Collected data
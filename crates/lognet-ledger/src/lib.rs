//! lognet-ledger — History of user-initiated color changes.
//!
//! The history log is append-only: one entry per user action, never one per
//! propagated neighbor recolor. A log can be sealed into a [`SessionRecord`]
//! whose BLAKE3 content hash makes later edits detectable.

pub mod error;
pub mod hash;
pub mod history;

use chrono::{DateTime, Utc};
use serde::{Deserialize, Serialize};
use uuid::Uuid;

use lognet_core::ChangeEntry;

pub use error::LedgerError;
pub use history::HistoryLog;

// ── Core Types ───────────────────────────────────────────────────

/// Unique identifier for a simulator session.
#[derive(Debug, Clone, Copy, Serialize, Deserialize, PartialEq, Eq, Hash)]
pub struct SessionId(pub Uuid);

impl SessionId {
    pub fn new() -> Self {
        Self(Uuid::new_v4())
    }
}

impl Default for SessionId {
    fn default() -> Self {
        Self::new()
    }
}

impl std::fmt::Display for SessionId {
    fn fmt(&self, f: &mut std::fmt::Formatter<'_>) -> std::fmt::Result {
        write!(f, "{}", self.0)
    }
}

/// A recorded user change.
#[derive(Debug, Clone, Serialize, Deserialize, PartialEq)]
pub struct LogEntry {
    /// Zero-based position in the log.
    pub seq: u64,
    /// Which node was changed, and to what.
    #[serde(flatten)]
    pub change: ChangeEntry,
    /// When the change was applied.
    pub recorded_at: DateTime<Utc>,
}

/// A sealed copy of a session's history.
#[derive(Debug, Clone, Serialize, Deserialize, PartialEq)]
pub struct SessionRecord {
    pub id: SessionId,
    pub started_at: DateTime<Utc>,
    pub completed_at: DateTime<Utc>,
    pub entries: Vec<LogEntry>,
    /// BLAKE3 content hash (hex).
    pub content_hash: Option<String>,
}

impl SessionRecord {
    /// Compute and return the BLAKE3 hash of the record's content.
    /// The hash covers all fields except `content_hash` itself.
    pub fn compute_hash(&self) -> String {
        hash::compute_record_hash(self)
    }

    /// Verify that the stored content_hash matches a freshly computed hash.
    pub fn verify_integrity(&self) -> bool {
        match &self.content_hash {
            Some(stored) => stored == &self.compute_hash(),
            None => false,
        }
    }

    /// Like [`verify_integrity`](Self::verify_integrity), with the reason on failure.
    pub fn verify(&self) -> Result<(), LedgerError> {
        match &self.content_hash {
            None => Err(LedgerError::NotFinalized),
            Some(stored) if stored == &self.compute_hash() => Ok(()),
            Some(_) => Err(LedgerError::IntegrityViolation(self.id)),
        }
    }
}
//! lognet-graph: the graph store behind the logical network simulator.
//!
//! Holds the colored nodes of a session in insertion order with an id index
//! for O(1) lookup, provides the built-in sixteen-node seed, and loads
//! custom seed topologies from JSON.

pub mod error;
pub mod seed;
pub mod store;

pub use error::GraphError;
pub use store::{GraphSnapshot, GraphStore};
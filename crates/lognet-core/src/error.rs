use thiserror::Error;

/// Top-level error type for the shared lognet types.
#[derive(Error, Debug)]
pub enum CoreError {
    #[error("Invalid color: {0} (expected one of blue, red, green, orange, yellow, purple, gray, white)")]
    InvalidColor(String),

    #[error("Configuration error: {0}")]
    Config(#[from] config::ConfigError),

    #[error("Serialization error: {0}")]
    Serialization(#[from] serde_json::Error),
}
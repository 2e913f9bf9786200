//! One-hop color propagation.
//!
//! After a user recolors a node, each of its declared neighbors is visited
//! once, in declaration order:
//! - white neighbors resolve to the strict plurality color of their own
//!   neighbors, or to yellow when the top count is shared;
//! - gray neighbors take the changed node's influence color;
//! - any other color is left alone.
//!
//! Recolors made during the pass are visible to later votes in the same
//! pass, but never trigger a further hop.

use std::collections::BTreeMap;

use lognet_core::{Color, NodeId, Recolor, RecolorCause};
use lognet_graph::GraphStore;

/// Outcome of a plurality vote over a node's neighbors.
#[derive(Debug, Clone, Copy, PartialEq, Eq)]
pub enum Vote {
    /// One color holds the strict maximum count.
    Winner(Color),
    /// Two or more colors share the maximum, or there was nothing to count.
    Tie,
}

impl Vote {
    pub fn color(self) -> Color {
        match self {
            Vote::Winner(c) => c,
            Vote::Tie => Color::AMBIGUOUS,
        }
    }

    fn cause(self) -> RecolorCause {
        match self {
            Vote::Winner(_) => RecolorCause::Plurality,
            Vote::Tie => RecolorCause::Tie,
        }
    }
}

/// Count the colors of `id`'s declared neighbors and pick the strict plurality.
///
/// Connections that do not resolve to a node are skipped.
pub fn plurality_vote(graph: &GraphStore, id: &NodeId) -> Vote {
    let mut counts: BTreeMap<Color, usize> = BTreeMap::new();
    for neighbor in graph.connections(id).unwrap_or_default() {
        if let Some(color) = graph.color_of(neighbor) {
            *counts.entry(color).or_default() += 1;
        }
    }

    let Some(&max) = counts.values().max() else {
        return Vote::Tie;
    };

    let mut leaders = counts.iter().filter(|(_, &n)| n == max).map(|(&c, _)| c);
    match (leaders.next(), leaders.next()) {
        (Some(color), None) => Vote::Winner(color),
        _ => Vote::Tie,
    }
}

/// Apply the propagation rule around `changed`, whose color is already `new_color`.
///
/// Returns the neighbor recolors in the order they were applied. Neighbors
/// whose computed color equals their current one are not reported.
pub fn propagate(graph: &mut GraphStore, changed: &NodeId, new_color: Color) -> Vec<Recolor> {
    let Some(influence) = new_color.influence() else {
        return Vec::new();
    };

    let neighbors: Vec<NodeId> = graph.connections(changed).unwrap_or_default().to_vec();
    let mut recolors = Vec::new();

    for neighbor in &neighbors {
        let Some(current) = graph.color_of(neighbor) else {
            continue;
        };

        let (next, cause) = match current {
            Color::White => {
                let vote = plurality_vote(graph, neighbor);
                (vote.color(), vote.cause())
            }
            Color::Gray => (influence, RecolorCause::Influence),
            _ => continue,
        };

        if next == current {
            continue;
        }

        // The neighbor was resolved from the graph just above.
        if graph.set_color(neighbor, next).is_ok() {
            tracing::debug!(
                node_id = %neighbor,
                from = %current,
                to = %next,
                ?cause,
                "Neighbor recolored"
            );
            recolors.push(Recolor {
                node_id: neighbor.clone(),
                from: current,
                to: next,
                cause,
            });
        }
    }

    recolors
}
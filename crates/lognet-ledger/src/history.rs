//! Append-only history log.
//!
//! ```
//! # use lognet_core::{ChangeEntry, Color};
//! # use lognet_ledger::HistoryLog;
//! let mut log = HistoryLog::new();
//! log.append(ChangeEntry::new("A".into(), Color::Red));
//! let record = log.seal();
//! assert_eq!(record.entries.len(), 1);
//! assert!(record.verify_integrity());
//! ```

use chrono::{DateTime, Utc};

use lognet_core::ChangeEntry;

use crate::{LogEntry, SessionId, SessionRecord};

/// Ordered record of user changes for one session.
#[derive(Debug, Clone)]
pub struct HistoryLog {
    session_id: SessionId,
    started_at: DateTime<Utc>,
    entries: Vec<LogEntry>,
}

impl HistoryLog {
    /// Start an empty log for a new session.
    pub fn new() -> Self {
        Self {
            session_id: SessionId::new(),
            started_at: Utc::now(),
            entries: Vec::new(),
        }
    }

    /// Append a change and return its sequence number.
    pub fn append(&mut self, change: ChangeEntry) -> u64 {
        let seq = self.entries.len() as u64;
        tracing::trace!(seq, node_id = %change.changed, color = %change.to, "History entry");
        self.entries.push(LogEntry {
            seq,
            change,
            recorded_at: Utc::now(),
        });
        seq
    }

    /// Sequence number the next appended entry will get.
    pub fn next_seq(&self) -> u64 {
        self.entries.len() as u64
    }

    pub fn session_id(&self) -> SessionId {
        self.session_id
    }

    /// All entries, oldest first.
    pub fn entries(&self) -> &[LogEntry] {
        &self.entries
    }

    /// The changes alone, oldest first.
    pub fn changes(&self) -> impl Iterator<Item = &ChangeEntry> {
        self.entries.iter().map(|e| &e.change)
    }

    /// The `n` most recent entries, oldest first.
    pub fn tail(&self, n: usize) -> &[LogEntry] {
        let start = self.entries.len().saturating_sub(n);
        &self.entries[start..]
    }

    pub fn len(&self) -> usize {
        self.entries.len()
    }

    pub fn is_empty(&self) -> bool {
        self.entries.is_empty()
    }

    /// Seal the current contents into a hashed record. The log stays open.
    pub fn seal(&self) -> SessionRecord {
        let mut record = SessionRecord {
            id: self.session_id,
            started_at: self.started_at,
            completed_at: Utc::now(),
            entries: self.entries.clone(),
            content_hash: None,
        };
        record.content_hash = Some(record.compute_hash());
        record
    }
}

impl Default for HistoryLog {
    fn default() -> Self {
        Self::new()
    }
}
---
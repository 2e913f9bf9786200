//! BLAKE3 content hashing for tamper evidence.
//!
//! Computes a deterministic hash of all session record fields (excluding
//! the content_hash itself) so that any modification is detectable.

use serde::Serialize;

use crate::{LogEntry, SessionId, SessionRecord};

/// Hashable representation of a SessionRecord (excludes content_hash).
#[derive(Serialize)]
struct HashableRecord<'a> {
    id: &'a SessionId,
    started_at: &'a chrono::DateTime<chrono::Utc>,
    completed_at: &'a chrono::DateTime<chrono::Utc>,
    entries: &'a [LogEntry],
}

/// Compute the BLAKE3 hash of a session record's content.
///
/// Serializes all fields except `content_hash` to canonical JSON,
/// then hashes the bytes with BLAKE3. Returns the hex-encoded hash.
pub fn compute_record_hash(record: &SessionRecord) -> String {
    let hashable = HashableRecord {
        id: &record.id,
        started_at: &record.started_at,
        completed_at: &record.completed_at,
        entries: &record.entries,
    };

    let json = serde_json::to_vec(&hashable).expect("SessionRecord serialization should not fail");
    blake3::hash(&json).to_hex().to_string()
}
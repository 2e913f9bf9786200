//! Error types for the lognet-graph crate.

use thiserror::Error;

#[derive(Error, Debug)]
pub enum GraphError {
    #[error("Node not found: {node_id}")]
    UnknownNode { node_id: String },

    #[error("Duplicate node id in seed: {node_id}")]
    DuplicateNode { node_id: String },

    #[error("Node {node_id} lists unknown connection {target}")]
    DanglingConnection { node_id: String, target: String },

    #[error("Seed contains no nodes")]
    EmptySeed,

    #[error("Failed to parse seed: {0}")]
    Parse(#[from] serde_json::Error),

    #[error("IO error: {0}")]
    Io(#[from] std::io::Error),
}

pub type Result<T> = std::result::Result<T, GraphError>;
==
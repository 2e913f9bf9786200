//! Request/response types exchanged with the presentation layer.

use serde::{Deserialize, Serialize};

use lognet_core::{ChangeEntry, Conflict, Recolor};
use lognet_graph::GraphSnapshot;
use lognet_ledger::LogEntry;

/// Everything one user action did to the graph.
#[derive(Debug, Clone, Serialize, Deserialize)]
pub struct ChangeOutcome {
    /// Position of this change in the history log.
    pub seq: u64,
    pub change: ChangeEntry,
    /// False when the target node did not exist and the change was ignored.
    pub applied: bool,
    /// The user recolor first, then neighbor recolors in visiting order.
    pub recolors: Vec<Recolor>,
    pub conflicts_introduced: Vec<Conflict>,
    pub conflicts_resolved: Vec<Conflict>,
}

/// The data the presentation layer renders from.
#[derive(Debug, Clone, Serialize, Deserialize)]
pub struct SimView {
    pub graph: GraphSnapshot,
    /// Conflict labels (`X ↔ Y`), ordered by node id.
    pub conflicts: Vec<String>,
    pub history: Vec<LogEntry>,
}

## EXERCISE DETAILS
Retype, exactly and in full, the lines above from the one containing "filename crates/lognet-ledger/src/lib.rs" through the one containing "and to what.".

## RESPONSE TO THIS TASK
filename crates/lognet-ledger/src/lib.rs
//! lognet-ledger — History of user-initiated color changes.
//!
//! The history log is append-only: one entry per user action, never one per
//! propagated neighbor recolor. A log can be sealed into a [`SessionRecord`]
//! whose BLAKE3 content hash makes later edits detectable.

pub mod error;
pub mod hash;
pub mod history;

use chrono::{DateTime, Utc};
use serde::{Deserialize, Serialize};
use uuid::Uuid;

use lognet_core::ChangeEntry;

pub use error::LedgerError;
pub use history::HistoryLog;

// ── Core Types ───────────────────────────────────────────────────

/// Unique identifier for a simulator session.
#[derive(Debug, Clone, Copy, Serialize, Deserialize, PartialEq, Eq, Hash)]
pub struct SessionId(pub Uuid);

impl SessionId {
    pub fn new() -> Self {
        Self(Uuid::new_v4())
    }
}

impl Default for SessionId {
    fn default() -> Self {
        Self::new()
    }
}

impl std::fmt::Display for SessionId {
    fn fmt(&self, f: &mut std::fmt::Formatter<'_>) -> std::fmt::Result {
        write!(f, "{}", self.0)
    }
}

/// A recorded user change.
#[derive(Debug, Clone, Serialize, Deserialize, PartialEq)]
pub struct LogEntry {
    /// Zero-based position in the log.
    pub seq: u64,
    /// Which node was changed, and to what.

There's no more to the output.